You recently shared that you were diagnosed with autism and you spoke about the relief that you felt when you were able to connect your past experiences leading up to now with your diagnosis. Considering that you struggled with feeling comfortable with putting yourself out there, what other feelings came up for you?
“I was so nervous and anxious about sharing. I ultimately ended up deciding on sharing because, very similar to what I said about thinking about the girl in college who may be like me, I thought of the very same thing in terms of there's not a lot of information out there for Black autistic women. I have just been continually shocked over and over at how people in my personal life and online are open to learning and open to wanting to know more. I think that for many people who are marginalized or part of a minority group, you can get so used to people not really caring or just dismissing your story. And I've been surprised by how many people are like, ‘No, tell me more. What is your experience like?’
I’ve been learning how to trust that amidst all of the people that will dismiss you, there are other people out there who will support you. And that's just something I have to continue to tell myself, because it's hard. My experience with getting diagnosed started with a doctor who dismissed me, and unfortunately, I believed him for too many years. And it took me years to get the courage to ask another doctor and get help.
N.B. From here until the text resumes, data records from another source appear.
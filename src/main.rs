use blog_accounts::core::api::{AppState, router};
use blog_accounts::core::auth::{AuthState, JwtService};
use blog_accounts::core::cache::{
    MemoryUserCache, RedisUserCache, UserCache, create_redis_pool,
};
use blog_accounts::core::config::Config;
use blog_accounts::core::db::{
    MemoryUserStore, PgUserStore, UserRepository, UserStore, create_pool_with_migrations,
};

type BoxError = Box<dyn std::error::Error + Send + Sync>;

#[tokio::main]
async fn main() -> Result<(), BoxError> {
    // Load .env file (if exists)
    let _ = dotenvy::dotenv();

    // Initialize tracing
    tracing_subscriber::fmt::init();

    let config = Config::from_env()?;

    // Log config status (without revealing secrets)
    tracing::info!(
        "Config loaded: database={}, redis={}, secret_key={}",
        config.has_database(),
        config.has_redis(),
        config.has_secret_key()
    );

    match config.db_config() {
        Some(db_config) => {
            let pool = create_pool_with_migrations(&db_config).await?;
            with_cache(&config, PgUserStore::new(pool)).await
        }
        None => {
            tracing::warn!("DATABASE_URL not set, users are kept in memory");
            with_cache(&config, MemoryUserStore::new()).await
        }
    }
}

async fn with_cache<S: UserStore>(config: &Config, store: S) -> Result<(), BoxError> {
    let Some(redis_config) = config.redis_config() else {
        tracing::warn!("REDIS_URL not set, using in-process cache");
        return serve(config, store, MemoryUserCache::new()).await;
    };

    match create_redis_pool(&redis_config).await {
        Ok(pool) => serve(config, store, RedisUserCache::new(pool)).await,
        Err(e) => {
            tracing::warn!("Redis unavailable ({}), falling back to in-process cache", e);
            serve(config, store, MemoryUserCache::new()).await
        }
    }
}

async fn serve<S: UserStore, C: UserCache>(
    config: &Config,
    store: S,
    cache: C,
) -> Result<(), BoxError> {
    let repository = UserRepository::new(store, cache).with_bcrypt_cost(config.bcrypt_cost);
    let auth = AuthState::new(JwtService::new(config.jwt_config()?), config.auth_settings());
    let app = router(AppState::new(repository, auth));

    let listener = tokio::net::TcpListener::bind(&config.server_addr).await?;
    tracing::info!("listening on http://{}", config.server_addr);

    axum::serve(listener, app.into_make_service())
        .with_graceful_shutdown(shutdown_signal())
        .await?;

    Ok(())
}

async fn shutdown_signal() {
    if let Err(e) = tokio::signal::ctrl_c().await {
        tracing::error!("Failed to listen for shutdown signal: {}", e);
    }
    tracing::info!("Shutting down");
}
//! Blog Accounts - user accounts and sessions for the blog backend
//!
//! Users live in PostgreSQL with a Redis hash per user in front of it;
//! sessions are stateless JWTs carried in a header or the `token` cookie.

pub mod core;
I’ve been really grateful for the people who have been supportive, and it really does give me hope.”
Do you have anything that you can share with other Black women who may be on a similar journey?
“I would say the first thing is it's so important that you have a support system, even if it's your sister, your mom. My mom has a chronic pain disorder. And as a Black woman who has been through the healthcare system, it's just been atrocious. At the same time, she's someone that I can talk to who has given me a lot of courage to seek help again. Don't be afraid to reach out to someone, even if they don't have the same diagnosis, even if it's just someone that you can text when you're about to go into the doctor's office. I just think that makes a huge difference. We need each other and I want everybody to have that.